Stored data
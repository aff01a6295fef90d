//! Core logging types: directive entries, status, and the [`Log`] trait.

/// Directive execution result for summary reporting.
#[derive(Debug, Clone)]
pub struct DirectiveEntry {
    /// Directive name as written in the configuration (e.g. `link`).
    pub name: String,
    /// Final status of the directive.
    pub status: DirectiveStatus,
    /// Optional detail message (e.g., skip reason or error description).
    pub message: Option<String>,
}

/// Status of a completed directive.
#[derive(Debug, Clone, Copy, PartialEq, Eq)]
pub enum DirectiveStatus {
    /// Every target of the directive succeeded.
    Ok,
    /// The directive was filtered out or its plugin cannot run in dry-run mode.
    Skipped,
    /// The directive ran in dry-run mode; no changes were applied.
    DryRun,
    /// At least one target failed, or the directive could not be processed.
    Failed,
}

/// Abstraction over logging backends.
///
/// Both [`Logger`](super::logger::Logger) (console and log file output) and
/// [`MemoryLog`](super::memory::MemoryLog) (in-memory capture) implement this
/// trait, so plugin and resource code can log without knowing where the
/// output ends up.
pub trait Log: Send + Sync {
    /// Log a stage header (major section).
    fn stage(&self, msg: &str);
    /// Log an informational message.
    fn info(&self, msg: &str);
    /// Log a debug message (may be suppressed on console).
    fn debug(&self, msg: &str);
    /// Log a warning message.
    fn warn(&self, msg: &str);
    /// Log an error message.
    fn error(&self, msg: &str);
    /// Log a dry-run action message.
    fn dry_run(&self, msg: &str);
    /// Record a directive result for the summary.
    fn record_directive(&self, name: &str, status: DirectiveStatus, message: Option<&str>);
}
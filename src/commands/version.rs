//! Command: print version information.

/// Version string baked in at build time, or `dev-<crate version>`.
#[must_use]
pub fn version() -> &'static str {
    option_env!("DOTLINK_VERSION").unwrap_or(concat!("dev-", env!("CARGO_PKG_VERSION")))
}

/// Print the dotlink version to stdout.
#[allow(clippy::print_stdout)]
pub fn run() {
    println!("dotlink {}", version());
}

▶ **Directions**
Start with the first line of the data and print every line exactly. The line containing "#[must_use]" is the last one to include.

▶ **Task output**
repository aff01a6295fef90d
//! Core logging types: directive entries, status, and the [`Log`] trait.

/// Directive execution result for summary reporting.
#[derive(Debug, Clone)]
pub struct DirectiveEntry {
    /// Directive name as written in the configuration (e.g. `link`).
    pub name: String,
    /// Final status of the directive.
    pub status: DirectiveStatus,
    /// Optional detail message (e.g., skip reason or error description).
    pub message: Option<String>,
}

/// Status of a completed directive.
#[derive(Debug, Clone, Copy, PartialEq, Eq)]
pub enum DirectiveStatus {
    /// Every target of the directive succeeded.
    Ok,
    /// The directive was filtered out or its plugin cannot run in dry-run mode.
    Skipped,
    /// The directive ran in dry-run mode; no changes were applied.
    DryRun,
    /// At least one target failed, or the directive could not be processed.
    Failed,
}

/// Abstraction over logging backends.
///
/// Both [`Logger`](super::logger::Logger) (console and log file output) and
/// [`MemoryLog`](super::memory::MemoryLog) (in-memory capture) implement this
/// trait, so plugin and resource code can log without knowing where the
/// output ends up.
pub trait Log: Send + Sync {
    /// Log a stage header (major section).
    fn stage(&self, msg: &str);
    /// Log an informational message.
    fn info(&self, msg: &str);
    /// Log a debug message (may be suppressed on console).
    fn debug(&self, msg: &str);
    /// Log a warning message.
    fn warn(&self, msg: &str);
    /// Log an error message.
    fn error(&self, msg: &str);
    /// Log a dry-run action message.
    fn dry_run(&self, msg: &str);
    /// Record a directive result for the summary.
    fn record_directive(&self, name: &str, status: DirectiveStatus, message: Option<&str>);
}
filename src/commands/version.rs
//! Command: print version information.

/// Version string baked in at build time, or `dev-<crate version>`.
#[must_use]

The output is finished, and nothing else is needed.